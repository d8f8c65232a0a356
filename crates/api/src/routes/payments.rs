//! Checkout endpoints.
//!
//! `/successful_payment/` and `/cancelled_payment/` are plain return URLs
//! handed to the gateway; nothing verifies that a payment really happened.

use std::sync::Arc;

use axum::Json;
use axum::extract::State;
use axum::response::{IntoResponse, Redirect, Response};
use payment::PaymentGateway;
use serde::Serialize;
use store::Store;

use crate::AppState;
use crate::error::ApiError;
use crate::session::SessionHandle;

#[derive(Serialize)]
pub struct PaymentOutcomeResponse {
    pub order_id: Option<i64>,
    pub outcome: &'static str,
}

/// POST /process_payment/: open a hosted checkout for the caller's order.
#[tracing::instrument(skip(state))]
pub async fn process<S: Store + 'static, G: PaymentGateway + 'static>(
    State(state): State<Arc<AppState<S, G>>>,
    session: SessionHandle,
) -> Result<Response, ApiError> {
    let cart = state.sessions.load(session.id).await;
    let redirect = state.ordering.initiate_payment(&cart).await?;
    let location = redirect.location(state.ordering.base_url());

    Ok(session.attach(Redirect::to(&location).into_response()))
}

/// GET /successful_payment/: gateway success return URL.
#[tracing::instrument(skip(state))]
pub async fn successful<S: Store + 'static, G: PaymentGateway + 'static>(
    State(state): State<Arc<AppState<S, G>>>,
    session: SessionHandle,
) -> Response {
    let mut cart = state.sessions.load(session.id).await;
    let result = state.ordering.complete_payment(&mut cart).await;
    state.sessions.save(session.id, cart).await;

    session.respond(result.map_err(ApiError::from).map(|order_id| {
        let body = PaymentOutcomeResponse {
            order_id: order_id.map(|id| id.as_i64()),
            outcome: "completed",
        };
        Json(body).into_response()
    }))
}

/// GET /cancelled_payment/: gateway cancel return URL.
#[tracing::instrument(skip(state))]
pub async fn cancelled<S: Store + 'static, G: PaymentGateway + 'static>(
    State(state): State<Arc<AppState<S, G>>>,
    session: SessionHandle,
) -> Response {
    let mut cart = state.sessions.load(session.id).await;
    let result = state.ordering.cancel_payment(&mut cart).await;
    state.sessions.save(session.id, cart).await;

    session.respond(result.map_err(ApiError::from).map(|order_id| {
        let body = PaymentOutcomeResponse {
            order_id: order_id.map(|id| id.as_i64()),
            outcome: "cancelled",
        };
        Json(body).into_response()
    }))
}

****************************************

- [TASK INSTRUCTIONS] Print each entry precisely. Include every line.

- [YOUR RESPONSE]
repository d8f8c65232a0a356
filename crates/api/src/routes/payments.rs
//! Checkout endpoints.
//!
//! `/successful_payment/` and `/cancelled_payment/` are plain return URLs
//! handed to the gateway; nothing verifies that a payment really happened.

use std::sync::Arc;

use axum::Json;
use axum::extract::State;
use axum::response::{IntoResponse, Redirect, Response};
use payment::PaymentGateway;
use serde::Serialize;
use store::Store;

use crate::AppState;
use crate::error::ApiError;
use crate::session::SessionHandle;

#[derive(Serialize)]
pub struct PaymentOutcomeResponse {
    pub order_id: Option<i64>,
    pub outcome: &'static str,
}

/// POST /process_payment/: open a hosted checkout for the caller's order.
#[tracing::instrument(skip(state))]
pub async fn process<S: Store + 'static, G: PaymentGateway + 'static>(
    State(state): State<Arc<AppState<S, G>>>,
    session: SessionHandle,
) -> Result<Response, ApiError> {
    let cart = state.sessions.load(session.id).await;
    let redirect = state.ordering.initiate_payment(&cart).await?;
    let location = redirect.location(state.ordering.base_url());

    Ok(session.attach(Redirect::to(&location).into_response()))
}

/// GET /successful_payment/: gateway success return URL.
#[tracing::instrument(skip(state))]
pub async fn successful<S: Store + 'static, G: PaymentGateway + 'static>(
    State(state): State<Arc<AppState<S, G>>>,
    session: SessionHandle,
) -> Response {
    let mut cart = state.sessions.load(session.id).await;
    let result = state.ordering.complete_payment(&mut cart).await;
    state.sessions.save(session.id, cart).await;

    session.respond(result.map_err(ApiError::from).map(|order_id| {
        let body = PaymentOutcomeResponse {
            order_id: order_id.map(|id| id.as_i64()),
            outcome: "completed",
        };
        Json(body).into_response()
    }))
}

/// GET /cancelled_payment/: gateway cancel return URL.
#[tracing::instrument(skip(state))]
pub async fn cancelled<S: Store + 'static, G: PaymentGateway + 'static>(
    State(state): State<Arc<AppState<S, G>>>,
    session: SessionHandle,
) -> Response {
    let mut cart = state.sessions.load(session.id).await;
    let result = state.ordering.cancel_payment(&mut cart).await;
    state.sessions.save(session.id, cart).await;

    session.respond(result.map_err(ApiError::from).map(|order_id| {
        let body = PaymentOutcomeResponse {
            order_id: order_id.map(|id| id.as_i64()),
            outcome: "cancelled",
        };
        Json(body).into_response()
    }))
}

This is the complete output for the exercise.